Opportunities to explore the meaning of multiplication through a variety of problem formats involving fractions.

33. Homework
To help you prepare for the exam next week it is recommended that you complete the following:
Division of Fractions
Read Beckmann pp
Do Practice Problems for Section 7.4 pp #1, #3, #8a, b, c
Multiplication of Fractions
Read Beckmann pp
Do Practice Problems for Section 6.1 pp

34. Problems for Card Sort
Mrs. Smith has 120 books in her fourth grade classroom. 4/5 of the books are fiction. How many books are fiction?
All notebooks at the local store are discounted by ¼ A notebook originally cost $0.96. How much do you save on one notebook if you buy it today?
Julie bought 4/5 of a yard of fabric for her class project. Later she found that she needed only ¾ of the material. How much material did Julie use for her project?
At the supermarket potatoes are bagged in ¾ pound bags. Mom bought 3 bags of potatoes. How many pounds of potatoes did mom buy?
Red cabbage cost $0.39 a pound. Julie bought 3 1/3 pounds of red cabbage to prepare her dish.

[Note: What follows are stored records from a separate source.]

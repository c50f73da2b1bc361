//! Domain entities: category records and the capabilities the algorithms need

use std::fmt;

use serde::{Deserialize, Serialize};

/// Identifier of a category record.
pub type CategoryId = i64;

/// Identifier of a language used for localized names.
pub type LanguageId = i32;

/// Parent id marking a top-level record.
pub const TOP_LEVEL: CategoryId = 0;

/// Minimal capability required for tree ordering: identity and parent linkage.
pub trait CategoryNode {
    fn id(&self) -> CategoryId;
    fn parent_id(&self) -> CategoryId;
}

impl<T: CategoryNode + ?Sized> CategoryNode for &T {
    fn id(&self) -> CategoryId {
        (**self).id()
    }

    fn parent_id(&self) -> CategoryId {
        (**self).parent_id()
    }
}

/// Capability required by the presentation helpers (labels, breadcrumbs).
///
/// How localized names are stored or resolved is up to the implementor;
/// `localized_name` returns `None` when nothing is available for a language.
pub trait LocalizedCategory: CategoryNode {
    fn name(&self) -> &str;

    fn alias(&self) -> Option<&str>;

    fn localized_name(&self, language_id: LanguageId) -> Option<&str>;

    /// Name to display: the localized name when a language is given and
    /// one exists, otherwise the plain name.
    fn display_name(&self, language_id: Option<LanguageId>) -> &str {
        language_id
            .and_then(|lang| self.localized_name(lang))
            .filter(|name| !name.is_empty())
            .unwrap_or_else(|| self.name())
    }
}

/// Localized name of a category for one language.
#[derive(Debug, Clone, PartialEq, Eq, Serialize, Deserialize)]
pub struct LocalizedName {
    pub language_id: LanguageId,
    pub name: String,
}

/// Concrete category record as loaded from category files.
#[derive(Debug, Clone, PartialEq, Eq, Serialize, Deserialize)]
pub struct Category {
    pub id: CategoryId,
    /// Parent category id, `0` for top-level categories
    #[serde(default)]
    pub parent_id: CategoryId,
    pub name: String,
    #[serde(default, skip_serializing_if = "Option::is_none")]
    pub alias: Option<String>,
    #[serde(default, skip_serializing_if = "Vec::is_empty")]
    pub localized: Vec<LocalizedName>,
}

impl Category {
    pub fn new(id: CategoryId, parent_id: CategoryId, name: impl Into<String>) -> Self {
        Self {
            id,
            parent_id,
            name: name.into(),
            alias: None,
            localized: Vec::new(),
        }
    }

    pub fn with_alias(mut self, alias: impl Into<String>) -> Self {
        self.alias = Some(alias.into());
        self
    }

    pub fn with_localized(mut self, language_id: LanguageId, name: impl Into<String>) -> Self {
        self.localized.push(LocalizedName {
            language_id,
            name: name.into(),
        });
        self
    }
}

impl CategoryNode for Category {
    fn id(&self) -> CategoryId {
        self.id
    }

    fn parent_id(&self) -> CategoryId {
        self.parent_id
    }
}

impl LocalizedCategory for Category {
    fn name(&self) -> &str {
        &self.name
    }

    fn alias(&self) -> Option<&str> {
        self.alias.as_deref()
    }

    fn localized_name(&self, language_id: LanguageId) -> Option<&str> {
        self.localized
            .iter()
            .find(|l| l.language_id == language_id)
            .map(|l| l.name.as_str())
    }
}

impl fmt::Display for Category {
    fn fmt(&self, f: &mut fmt::Formatter<'_>) -> fmt::Result {
        write!(f, "{}", self.name)
    }
}

#[cfg(test)]
mod tests {
    use super::*;

    #[test]
    fn given_language_with_localization_when_display_name_then_uses_localized() {
        let category = Category::new(1, 0, "Shoes").with_localized(2, "Schuhe");
        assert_eq!(category.display_name(Some(2)), "Schuhe");
    }

    #[test]
    fn given_language_without_localization_when_display_name_then_falls_back() {
        let category = Category::new(1, 0, "Shoes").with_localized(2, "Schuhe");
        assert_eq!(category.display_name(Some(3)), "Shoes");
        assert_eq!(category.display_name(None), "Shoes");
    }

    #[test]
    fn given_reference_when_reading_node_then_delegates() {
        let category = Category::new(7, 3, "Boots");
        let by_ref = &category;
        assert_eq!(CategoryNode::id(&by_ref), 7);
        assert_eq!(CategoryNode::parent_id(&by_ref), 3);
    }
}
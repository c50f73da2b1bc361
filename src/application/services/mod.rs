//! Application services
//!
//! Concrete service implementations that orchestrate domain logic.
//! Services depend on boundary traits (FileSystem, CategoryLookup)
//! but are themselves concrete structs, not traits.

mod category;

pub use category::{CategoryFile, CategoryService};
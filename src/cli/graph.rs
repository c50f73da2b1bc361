//! termtree rendering of category trees

use termtree::Tree;

use crate::domain::{format_label, CategoryTree, LabelOptions, LocalizedCategory, NodeRef};

pub trait TreeNodeConvert {
    fn to_tree_string(&self, options: &LabelOptions) -> Tree<String>;
}

impl<T: LocalizedCategory> TreeNodeConvert for NodeRef<'_, T> {
    fn to_tree_string(&self, options: &LabelOptions) -> Tree<String> {
        // lines replace indentation, so the label is rendered at depth 1
        let label = format_label(self.value(), 1, "", options.language_id, options.with_alias);

        let leaves: Vec<_> = self
            .children()
            .map(|c| c.to_tree_string(options))
            .collect();

        Tree::new(label).with_leaves(leaves)
    }
}

impl<T: LocalizedCategory> CategoryTree<T> {
    /// One termtree per top-level node.
    pub fn to_tree_strings(&self, options: &LabelOptions) -> Vec<Tree<String>> {
        self.roots()
            .iter()
            .filter_map(|&idx| self.node(idx))
            .map(|root| root.to_tree_string(options))
            .collect()
    }
}

#[cfg(test)]
mod tests {
    use super::*;
    use crate::domain::{Category, SortOptions};

    #[test]
    fn given_tree_when_rendering_then_children_nested() {
        let tree = CategoryTree::from_records(
            &[
                Category::new(1, 0, "Apparel"),
                Category::new(2, 1, "Shoes").with_alias("footwear"),
                Category::new(3, 1, "Shirts"),
            ],
            SortOptions::default(),
        )
        .unwrap();

        let rendered = tree.to_tree_strings(&LabelOptions::default());

        assert_eq!(rendered.len(), 1);
        assert_eq!(rendered[0].root, "Apparel");
        assert_eq!(rendered[0].leaves.len(), 2);
        assert_eq!(rendered[0].leaves[0].root, "Shoes (footwear)");
        let text = rendered[0].to_string();
        assert!(text.contains("Shirts"));
    }
}
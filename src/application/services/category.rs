//! Category file service
//!
//! Loads flat category files and runs the ordering use cases on them.

use std::path::Path;
use std::sync::Arc;

use serde::{Deserialize, Serialize};
use tracing::{debug, instrument};

use crate::application::{
    ApplicationError, ApplicationResult, IoResultExt, PathComposer, PathOptions,
};
use crate::domain::{
    sort_for_tree, sort_tree_order, Category, CategoryId, CategoryTree, LabelOptions,
    SortOptions, TreeOrder,
};
use crate::infrastructure::lookup::InMemoryCategoryLookup;
use crate::infrastructure::traits::FileSystem;

/// On-disk layout of a category file: a list of `[[category]]` tables.
#[derive(Debug, Clone, Default, PartialEq, Eq, Serialize, Deserialize)]
pub struct CategoryFile {
    #[serde(default, rename = "category")]
    pub categories: Vec<Category>,
}

impl CategoryFile {
    pub fn parse(content: &str, path: &Path) -> ApplicationResult<Self> {
        toml::from_str(content).map_err(|e| ApplicationError::InvalidCategoryFile {
            path: path.to_path_buf(),
            message: e.to_string(),
        })
    }
}

/// Service for ordering and rendering category files.
pub struct CategoryService {
    fs: Arc<dyn FileSystem>,
}

impl CategoryService {
    /// Create a new category service.
    pub fn new(fs: Arc<dyn FileSystem>) -> Self {
        Self { fs }
    }

    /// Load all categories of a file, in file order.
    #[instrument(level = "debug", skip(self))]
    pub fn load(&self, path: &Path) -> ApplicationResult<Vec<Category>> {
        if !self.fs.exists(path) {
            return Err(ApplicationError::InvalidCategoryFile {
                path: path.to_path_buf(),
                message: "file not found".to_string(),
            });
        }
        if !self.fs.is_file(path) {
            return Err(ApplicationError::InvalidCategoryFile {
                path: path.to_path_buf(),
                message: "not a file".to_string(),
            });
        }
        let content = self
            .fs
            .read_to_string(path)
            .with_path_context("read category file", path)?;
        let file = CategoryFile::parse(&content, path)?;
        debug!("loaded {} categories", file.categories.len());
        Ok(file.categories)
    }

    /// Records in tree order.
    pub fn sort<'a>(
        &self,
        categories: &'a [Category],
        options: SortOptions,
    ) -> ApplicationResult<Vec<&'a Category>> {
        Ok(sort_for_tree(categories, options)?)
    }

    /// Arena tree of the categories; orphans kept per `sort` become top-level nodes.
    pub fn tree(
        &self,
        categories: &[Category],
        sort: SortOptions,
    ) -> ApplicationResult<CategoryTree<Category>> {
        Ok(CategoryTree::from_records(categories, sort)?)
    }

    /// Indented labels of all categories in tree order.
    pub fn labels(
        &self,
        categories: &[Category],
        sort: SortOptions,
        label: &LabelOptions,
    ) -> ApplicationResult<Vec<String>> {
        Ok(self.tree(categories, sort)?.indented_labels(label))
    }

    /// Breadcrumb of category `id`; empty if the id is not in the file.
    pub fn breadcrumb(
        &self,
        categories: &[Category],
        id: CategoryId,
        options: &PathOptions,
    ) -> ApplicationResult<String> {
        let lookup = InMemoryCategoryLookup::from_records(categories)?;
        let Some(record) = categories.iter().find(|c| c.id == id) else {
            debug!("category {} not in input", id);
            return Ok(String::new());
        };
        Ok(PathComposer::new(&lookup).compose(record, options))
    }

    /// Tree order together with the ids the walk from the root never reached.
    pub fn tree_order<'a>(
        &self,
        categories: &'a [Category],
        options: SortOptions,
    ) -> ApplicationResult<TreeOrder<'a, Category>> {
        Ok(sort_tree_order(categories, options)?)
    }
}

How much did she pay for the red cabbage?
I put a container holding a half gallon of ice cream into the freezer. Two days later the ice cream container is 2/3 full. How much ice cream is in the container?
Melissa is planning on making several batches of cookies. She needs 2/3 cup of sugar for every batch she makes. She plans on making 2 ½ batches. How much sugar will she need to make these batches.